Secondly, each person needs to realize that the preparation made for death also will affect those who are left. The example of a person living for and loving God in life also will serve to help those around them to want to know about Christ. Matthew recorded the words of Jesus as he taught about being an example to others (Matthew 5:13-16). We must set the pattern of devotion to God before our children.
When a loved one passes, the memory of how they lived and what was important to them serves to direct the lives of those still alive. What will children remember about their spiritual upbringing?
Will they think of a father and mother who opened the word of God, read it and obeyed it? Will they remember going to Bible study and learning about the love God had for them and all men?
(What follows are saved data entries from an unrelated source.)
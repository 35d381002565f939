use std::path::Path;

use log::{debug, trace};
use rayon::prelude::*;
use thiserror::Error;

use crate::{
    converter::{ConversionError, Converter},
    reader::{CombinedReader, FileReadError},
    reco::RecoEvent,
    traits::Reconstruct,
};

// Number of records read before they are converted in parallel
const CHUNK_SIZE: usize = 4096;

/// The reconstructed events of one process
#[derive(Clone, Debug, Default, PartialEq)]
pub struct EventSample {
    events: Vec<RecoEvent>,
    weight_names: Vec<String>,
}

impl EventSample {
    /// Read, convert and reconstruct all events in the given files
    ///
    /// The files are read one after the other and the event order is
    /// preserved. Records are converted in parallel. The first error
    /// aborts loading.
    pub fn load<P, R>(
        files: &[P],
        converter: &Converter,
        reconstruction: &R,
    ) -> Result<Self, SampleError>
    where
        P: AsRef<Path>,
        R: Reconstruct + Sync,
        R::Error: std::error::Error + Send + Sync + 'static,
    {
        let mut reader = CombinedReader::from_files(files)?;
        let mut events = Vec::new();
        loop {
            let records = reader
                .by_ref()
                .take(CHUNK_SIZE)
                .collect::<Result<Vec<_>, _>>()?;
            if records.is_empty() {
                break;
            }
            trace!("Converting {} event records", records.len());
            let chunk: Result<Vec<_>, SampleError> = records
                .par_iter()
                .map(|record| {
                    let event = converter.convert(record)?;
                    reconstruction
                        .reconstruct(event)
                        .map_err(|err| SampleError::Reconstruction(Box::new(err)))
                })
                .collect();
            events.append(&mut chunk?);
        }
        debug!("Read {} events from {} file(s)", events.len(), files.len());
        Ok(Self {
            events,
            weight_names: converter.weight_names().to_vec(),
        })
    }

    /// Sample consisting of the given events
    ///
    /// `weight_names` are the names of the named weights of each event.
    pub fn from_events(events: Vec<RecoEvent>, weight_names: Vec<String>) -> Self {
        Self {
            events,
            weight_names,
        }
    }

    pub fn events(&self) -> &[RecoEvent] {
        &self.events
    }

    pub fn iter(&self) -> std::slice::Iter<'_, RecoEvent> {
        self.events.iter()
    }

    pub fn len(&self) -> usize {
        self.events.len()
    }

    pub fn is_empty(&self) -> bool {
        self.events.is_empty()
    }

    /// Names of the named weights, in storage order
    pub fn weight_names(&self) -> &[String] {
        &self.weight_names
    }
}

impl<'a> IntoIterator for &'a EventSample {
    type Item = &'a RecoEvent;
    type IntoIter = std::slice::Iter<'a, RecoEvent>;

    fn into_iter(self) -> Self::IntoIter {
        self.iter()
    }
}

/// Error loading an event sample
#[derive(Debug, Error)]
pub enum SampleError {
    #[error("Failed to read event record")]
    Read(#[from] FileReadError),
    #[error("Failed to convert event record")]
    Conversion(#[from] ConversionError),
    #[error("Failed to reconstruct event")]
    Reconstruction(#[source] Box<dyn std::error::Error + Send + Sync>),
}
It may be that as they face the trials of life, those memories may be all they have to see them through those times.
Abraham serves as a good example of how one should live so as to have influence the next generation. “For I know him, that he will command his children and his household after him, and they shall keep the way of the Lord, to do justice and judgment; that the Lord may bring upon Abraham that which he hath spoken of him” (Genesis 18:19).
Paul told Christian fathers, “And, ye fathers, provoke not your children to wrath, but bring them up in the nurture and admonition of the Lord” (Ephesians 6:4).
Providing funds and such for loved ones is good and if possible should be done, but the spiritual preparation should be the most important. The physical things provided are going to last only for a little while, but the spiritual will last for eternity.
Those left behind will have to make their own decisions about following God, but a good influence may be just the thing to cause them to follow God.